Exercise data: Begin

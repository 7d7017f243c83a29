//! Application DTOs

use serde::{Deserialize, Serialize};

use super::job_run::MonitoringConfiguration;

/// Response of a get-application request
#[derive(Debug, Clone, Serialize, Deserialize)]
#[serde(rename_all = "camelCase")]
pub struct GetApplicationResponse {
    pub application: Application,
}

/// The subset of application metadata the runner needs
#[derive(Debug, Clone, Serialize, Deserialize)]
#[serde(rename_all = "camelCase")]
pub struct Application {
    pub application_id: String,
    #[serde(default)]
    pub name: Option<String>,
    #[serde(default)]
    pub state: Option<String>,
    #[serde(default)]
    pub monitoring_configuration: Option<MonitoringConfiguration>,
}

impl Application {
    /// Log destination configured on the application itself
    pub fn default_log_uri(&self) -> Option<&str> {
        self.monitoring_configuration
            .as_ref()
            .and_then(MonitoringConfiguration::log_uri)
    }
}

Exercise data: End

What you are asked to do
Write out every entry once more, precisely as it stands.

Task response
repository 7d7017f243c83a29
//! Application DTOs

use serde::{Deserialize, Serialize};

use super::job_run::MonitoringConfiguration;

/// Response of a get-application request
#[derive(Debug, Clone, Serialize, Deserialize)]
#[serde(rename_all = "camelCase")]
pub struct GetApplicationResponse {
    pub application: Application,
}

/// The subset of application metadata the runner needs
#[derive(Debug, Clone, Serialize, Deserialize)]
#[serde(rename_all = "camelCase")]
pub struct Application {
    pub application_id: String,
    #[serde(default)]
    pub name: Option<String>,
    #[serde(default)]
    pub state: Option<String>,
    #[serde(default)]
    pub monitoring_configuration: Option<MonitoringConfiguration>,
}

impl Application {
    /// Log destination configured on the application itself
    pub fn default_log_uri(&self) -> Option<&str> {
        self.monitoring_configuration
            .as_ref()
            .and_then(MonitoringConfiguration::log_uri)
    }
}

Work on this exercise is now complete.